ASSIGNMENT
Where a line holds the word "record", copy that line from the data below.

MATERIAL SHOWN
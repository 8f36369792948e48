//! Error types for the amoCRM client.
//!
//! # Design
//! Each stage of an operation has its own error enum so callers can match on
//! the stage that failed: validation, authentication, the status guard,
//! collection parsing, caller preconditions, and transport. `CrmError` wraps
//! them all for the client's public operations. No error path terminates the
//! process; every variant keeps the parameter path or field it concerns and,
//! for server rejections, the server's own message and code.

use std::path::PathBuf;

use serde_json::Value;
use thiserror::Error;

use crate::rules::{JsonKind, ValueType};

/// A parameter value broke its rule in the `RuleTable`.
#[derive(Debug, Clone, PartialEq, Error)]
pub enum ValidationError {
    #[error("parameter '{path}' must be {expected}, got {actual}")]
    TypeMismatch {
        path: String,
        expected: ValueType,
        actual: JsonKind,
    },

    #[error("parameter '{path}' does not accept {value}; allowed: {}", join_values(.allowed))]
    ValueNotAllowed {
        path: String,
        value: Value,
        allowed: Vec<Value>,
    },
}

fn join_values(values: &[Value]) -> String {
    values.iter().map(Value::to_string).collect::<Vec<_>>().join(", ")
}

/// Authentication could not be performed or was refused.
#[derive(Debug, Error)]
pub enum AuthError {
    #[error("invalid credentials: {reason}")]
    InvalidCredentialsFormat { reason: &'static str },

    #[error("authentication rejected: {message} (code {code})")]
    Rejected { message: String, code: String },

    #[error("authentication request failed: {0}")]
    Transport(#[from] TransportError),

    #[error("could not encode credentials: {0}")]
    Encode(#[from] serde_json::Error),
}

/// A completed request came back with a status other than 200 or 204.
#[derive(Debug, Clone, PartialEq, Eq, Error)]
pub enum RequestError {
    #[error("request failed with HTTP {status}: {message} (code {code})")]
    Failed {
        message: String,
        code: String,
        status: u16,
    },
}

/// A response collection could not be turned into the requested column.
#[derive(Debug, Error)]
pub enum ParseError {
    #[error("collection is empty or absent")]
    EmptyCollection,

    #[error("record {index} has no '{field}' field")]
    MissingField { index: usize, field: &'static str },

    #[error("record {index} has an unusable '{field}' value")]
    InvalidValue { index: usize, field: &'static str },

    #[error("record {index} is malformed: {source}")]
    Malformed {
        index: usize,
        source: serde_json::Error,
    },
}

/// Malformed caller input detected before anything is validated or sent.
#[derive(Debug, Clone, PartialEq, Eq, Error)]
pub enum PreconditionError {
    #[error("task {index} is not a JSON object")]
    TaskNotObject { index: usize },

    #[error("task {index} is missing required field '{field}'")]
    MissingTaskField { index: usize, field: &'static str },
}

/// The request never produced a response.
#[derive(Debug, Error)]
pub enum TransportError {
    #[error("HTTP transport error: {0}")]
    Http(String),

    #[error("could not read response body: {0}")]
    Body(String),

    #[error(transparent)]
    Session(#[from] SessionStoreError),
}

/// The persisted session could not be read or written.
#[derive(Debug, Error)]
pub enum SessionStoreError {
    #[error("could not access session file `{path}`: {source}")]
    Io {
        path: PathBuf,
        source: std::io::Error,
    },

    #[error("could not decode session file `{path}`: {source}")]
    Decode {
        path: PathBuf,
        source: serde_json::Error,
    },

    #[error("could not encode session: {0}")]
    Encode(serde_json::Error),
}

/// Client configuration could not be loaded.
#[derive(Debug, Error)]
pub enum ConfigError {
    #[error("could not read config file `{path}`: {source}")]
    ReadFile {
        path: PathBuf,
        source: std::io::Error,
    },

    #[error("could not parse config: {0}")]
    Parse(#[from] toml::de::Error),

    #[error("configuration validation failed: {0}")]
    Validation(String),
}

/// Errors returned by `CrmApiClient` operations.
#[derive(Debug, Error)]
pub enum CrmError {
    #[error(transparent)]
    Validation(#[from] ValidationError),

    #[error(transparent)]
    Auth(#[from] AuthError),

    #[error(transparent)]
    Request(#[from] RequestError),

    #[error(transparent)]
    Parse(#[from] ParseError),

    #[error(transparent)]
    Precondition(#[from] PreconditionError),

    #[error(transparent)]
    Transport(#[from] TransportError),

    #[error(transparent)]
    Config(#[from] ConfigError),

    #[error("could not encode request body: {0}")]
    Serialization(#[from] serde_json::Error),
}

PROBLEM SOLUTION
    #[error("record {index} has no '{field}' field")]
    #[error("record {index} has an unusable '{field}' value")]
    #[error("record {index} is malformed: {source}")]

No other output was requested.